**Excerpts from a dataset:**
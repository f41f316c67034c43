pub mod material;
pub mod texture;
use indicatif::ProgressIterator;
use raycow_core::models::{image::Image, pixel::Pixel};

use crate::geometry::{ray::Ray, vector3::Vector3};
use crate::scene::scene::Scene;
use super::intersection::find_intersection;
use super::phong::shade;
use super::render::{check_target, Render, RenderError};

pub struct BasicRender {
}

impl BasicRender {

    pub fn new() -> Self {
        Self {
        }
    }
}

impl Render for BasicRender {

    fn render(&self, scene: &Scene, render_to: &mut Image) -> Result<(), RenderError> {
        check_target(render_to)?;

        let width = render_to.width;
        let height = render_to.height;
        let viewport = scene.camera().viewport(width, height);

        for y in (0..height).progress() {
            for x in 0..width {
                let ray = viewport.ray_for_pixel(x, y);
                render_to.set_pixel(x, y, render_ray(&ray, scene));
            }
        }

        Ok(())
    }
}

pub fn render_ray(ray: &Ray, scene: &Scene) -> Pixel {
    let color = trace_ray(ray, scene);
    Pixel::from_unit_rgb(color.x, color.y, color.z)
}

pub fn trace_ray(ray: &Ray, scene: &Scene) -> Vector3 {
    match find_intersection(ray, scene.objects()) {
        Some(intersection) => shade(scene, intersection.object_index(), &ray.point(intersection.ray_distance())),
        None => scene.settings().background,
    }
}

**Exercise aim:** Whenever a line in the records above contains the string "crate", copy that line.

**Answer:**
use crate::geometry::{ray::Ray, vector3::Vector3};
use crate::scene::scene::Scene;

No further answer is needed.